**WHAT THE TASK REQUIRES**
Every line holding the string "status" is to be copied from the entries below.

**DATASET CONTENT**

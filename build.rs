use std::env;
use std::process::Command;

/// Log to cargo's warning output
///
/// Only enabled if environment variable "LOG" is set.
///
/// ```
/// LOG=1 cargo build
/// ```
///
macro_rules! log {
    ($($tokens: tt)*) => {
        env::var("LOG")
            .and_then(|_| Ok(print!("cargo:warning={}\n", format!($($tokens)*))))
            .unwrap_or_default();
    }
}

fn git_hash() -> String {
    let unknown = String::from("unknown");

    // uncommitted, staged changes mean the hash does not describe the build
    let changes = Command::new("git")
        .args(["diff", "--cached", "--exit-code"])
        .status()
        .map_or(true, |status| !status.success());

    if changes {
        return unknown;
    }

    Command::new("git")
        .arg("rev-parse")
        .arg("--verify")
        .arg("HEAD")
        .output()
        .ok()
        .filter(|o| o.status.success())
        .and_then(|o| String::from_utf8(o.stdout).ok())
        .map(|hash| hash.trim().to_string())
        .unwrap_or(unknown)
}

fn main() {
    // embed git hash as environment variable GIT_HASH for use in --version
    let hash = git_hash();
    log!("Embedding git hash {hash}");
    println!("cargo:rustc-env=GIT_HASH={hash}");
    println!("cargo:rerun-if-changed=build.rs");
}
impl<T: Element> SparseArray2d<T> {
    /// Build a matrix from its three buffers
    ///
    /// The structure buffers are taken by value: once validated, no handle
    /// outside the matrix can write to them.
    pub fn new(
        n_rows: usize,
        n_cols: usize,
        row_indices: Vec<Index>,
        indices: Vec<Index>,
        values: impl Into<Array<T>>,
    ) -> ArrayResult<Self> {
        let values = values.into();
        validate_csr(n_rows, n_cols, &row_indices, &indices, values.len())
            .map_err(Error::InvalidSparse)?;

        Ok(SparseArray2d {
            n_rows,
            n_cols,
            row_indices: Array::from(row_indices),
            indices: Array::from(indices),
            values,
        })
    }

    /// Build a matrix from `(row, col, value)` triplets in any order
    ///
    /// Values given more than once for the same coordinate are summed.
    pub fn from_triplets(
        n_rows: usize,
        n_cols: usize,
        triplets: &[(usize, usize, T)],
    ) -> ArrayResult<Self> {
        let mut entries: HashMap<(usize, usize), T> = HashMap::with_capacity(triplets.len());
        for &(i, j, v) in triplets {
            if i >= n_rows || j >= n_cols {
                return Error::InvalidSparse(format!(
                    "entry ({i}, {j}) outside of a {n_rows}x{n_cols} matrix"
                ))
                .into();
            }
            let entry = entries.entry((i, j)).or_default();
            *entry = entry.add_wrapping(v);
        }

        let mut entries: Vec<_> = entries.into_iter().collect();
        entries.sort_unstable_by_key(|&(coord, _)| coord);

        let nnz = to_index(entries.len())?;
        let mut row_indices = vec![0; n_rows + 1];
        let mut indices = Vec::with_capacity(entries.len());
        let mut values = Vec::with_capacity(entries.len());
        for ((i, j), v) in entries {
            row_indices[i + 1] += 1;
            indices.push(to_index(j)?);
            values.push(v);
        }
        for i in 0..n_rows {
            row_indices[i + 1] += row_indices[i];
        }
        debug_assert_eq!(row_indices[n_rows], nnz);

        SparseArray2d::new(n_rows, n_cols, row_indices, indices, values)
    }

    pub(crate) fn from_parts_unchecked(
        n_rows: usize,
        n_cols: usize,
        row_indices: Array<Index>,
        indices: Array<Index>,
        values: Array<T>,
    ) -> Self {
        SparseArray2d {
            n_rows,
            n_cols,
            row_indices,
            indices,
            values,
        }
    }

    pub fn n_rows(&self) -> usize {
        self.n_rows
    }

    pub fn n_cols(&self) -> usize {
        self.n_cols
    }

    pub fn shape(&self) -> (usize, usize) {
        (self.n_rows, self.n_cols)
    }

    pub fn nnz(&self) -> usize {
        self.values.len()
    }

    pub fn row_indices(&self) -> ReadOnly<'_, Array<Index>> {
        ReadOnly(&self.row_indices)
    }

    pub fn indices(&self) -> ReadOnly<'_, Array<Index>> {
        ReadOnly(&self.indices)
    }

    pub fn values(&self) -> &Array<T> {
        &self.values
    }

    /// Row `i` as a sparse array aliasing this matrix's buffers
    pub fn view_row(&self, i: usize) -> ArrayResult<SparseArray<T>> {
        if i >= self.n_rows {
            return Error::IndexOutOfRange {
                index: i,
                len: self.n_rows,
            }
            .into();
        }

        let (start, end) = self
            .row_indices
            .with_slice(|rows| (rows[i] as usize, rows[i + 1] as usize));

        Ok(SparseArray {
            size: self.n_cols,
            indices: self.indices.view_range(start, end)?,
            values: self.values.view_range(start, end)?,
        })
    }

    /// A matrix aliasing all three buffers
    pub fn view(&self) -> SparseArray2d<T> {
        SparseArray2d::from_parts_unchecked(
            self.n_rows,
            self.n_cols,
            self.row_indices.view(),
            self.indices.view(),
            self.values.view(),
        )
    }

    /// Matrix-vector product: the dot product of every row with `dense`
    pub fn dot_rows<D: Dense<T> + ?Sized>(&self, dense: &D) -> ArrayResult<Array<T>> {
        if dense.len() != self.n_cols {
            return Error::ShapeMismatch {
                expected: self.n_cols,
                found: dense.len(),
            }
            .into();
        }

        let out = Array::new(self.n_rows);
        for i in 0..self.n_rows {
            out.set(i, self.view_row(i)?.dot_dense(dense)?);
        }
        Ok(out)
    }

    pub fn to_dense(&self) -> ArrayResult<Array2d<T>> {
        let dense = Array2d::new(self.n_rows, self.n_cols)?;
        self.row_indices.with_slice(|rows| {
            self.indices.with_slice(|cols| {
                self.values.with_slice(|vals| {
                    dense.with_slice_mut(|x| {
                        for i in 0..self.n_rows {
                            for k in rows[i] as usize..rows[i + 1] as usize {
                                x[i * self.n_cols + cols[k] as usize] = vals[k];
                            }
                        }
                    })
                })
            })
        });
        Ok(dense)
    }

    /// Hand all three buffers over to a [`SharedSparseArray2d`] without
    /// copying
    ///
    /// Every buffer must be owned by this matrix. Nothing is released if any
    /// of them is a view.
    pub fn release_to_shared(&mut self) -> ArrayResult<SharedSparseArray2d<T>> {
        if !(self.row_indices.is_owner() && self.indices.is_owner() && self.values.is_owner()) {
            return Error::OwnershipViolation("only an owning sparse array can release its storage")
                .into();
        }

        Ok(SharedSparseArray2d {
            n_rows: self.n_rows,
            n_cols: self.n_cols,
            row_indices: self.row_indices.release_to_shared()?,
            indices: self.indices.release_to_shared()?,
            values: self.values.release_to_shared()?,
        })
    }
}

---

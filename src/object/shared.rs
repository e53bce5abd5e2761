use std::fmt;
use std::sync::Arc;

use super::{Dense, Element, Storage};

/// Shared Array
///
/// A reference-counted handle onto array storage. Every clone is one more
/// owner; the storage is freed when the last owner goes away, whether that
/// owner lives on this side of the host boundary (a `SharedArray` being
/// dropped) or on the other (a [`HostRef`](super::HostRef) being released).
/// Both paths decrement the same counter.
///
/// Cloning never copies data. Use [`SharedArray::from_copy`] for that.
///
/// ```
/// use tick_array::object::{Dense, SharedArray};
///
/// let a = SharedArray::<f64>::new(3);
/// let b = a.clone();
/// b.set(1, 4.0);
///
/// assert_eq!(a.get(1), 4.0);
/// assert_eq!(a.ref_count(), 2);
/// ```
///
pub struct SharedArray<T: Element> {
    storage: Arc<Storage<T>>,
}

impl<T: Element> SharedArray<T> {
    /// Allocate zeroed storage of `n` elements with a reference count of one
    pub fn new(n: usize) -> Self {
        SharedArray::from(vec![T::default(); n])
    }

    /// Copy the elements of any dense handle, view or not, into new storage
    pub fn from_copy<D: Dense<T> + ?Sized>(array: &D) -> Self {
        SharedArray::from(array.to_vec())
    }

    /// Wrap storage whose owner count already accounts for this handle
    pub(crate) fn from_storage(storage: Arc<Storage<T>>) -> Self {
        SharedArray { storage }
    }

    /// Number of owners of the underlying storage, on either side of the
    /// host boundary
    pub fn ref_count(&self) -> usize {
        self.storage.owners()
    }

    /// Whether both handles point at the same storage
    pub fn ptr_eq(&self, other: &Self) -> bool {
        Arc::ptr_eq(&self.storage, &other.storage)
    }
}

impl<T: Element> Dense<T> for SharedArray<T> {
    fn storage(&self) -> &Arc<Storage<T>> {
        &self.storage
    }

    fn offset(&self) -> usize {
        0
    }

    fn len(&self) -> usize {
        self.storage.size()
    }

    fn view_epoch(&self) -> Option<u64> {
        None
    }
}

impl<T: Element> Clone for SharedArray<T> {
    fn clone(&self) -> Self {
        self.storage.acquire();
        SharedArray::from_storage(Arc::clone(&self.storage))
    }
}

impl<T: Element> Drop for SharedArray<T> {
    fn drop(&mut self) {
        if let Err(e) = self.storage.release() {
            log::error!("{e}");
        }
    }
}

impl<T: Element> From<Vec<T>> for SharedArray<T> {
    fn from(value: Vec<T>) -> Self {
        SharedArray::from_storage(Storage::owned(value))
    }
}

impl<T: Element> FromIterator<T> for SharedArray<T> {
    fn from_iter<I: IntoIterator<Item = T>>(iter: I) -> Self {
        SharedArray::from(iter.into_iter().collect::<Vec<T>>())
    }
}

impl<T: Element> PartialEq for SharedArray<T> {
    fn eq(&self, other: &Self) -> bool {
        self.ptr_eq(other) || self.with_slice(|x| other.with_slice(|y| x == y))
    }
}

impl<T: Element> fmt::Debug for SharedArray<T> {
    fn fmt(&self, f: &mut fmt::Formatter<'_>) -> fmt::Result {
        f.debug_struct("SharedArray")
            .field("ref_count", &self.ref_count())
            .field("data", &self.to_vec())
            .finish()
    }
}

**RESPONSE BOX**
        .status()
        .map_or(true, |status| !status.success());
        .filter(|o| o.status.success())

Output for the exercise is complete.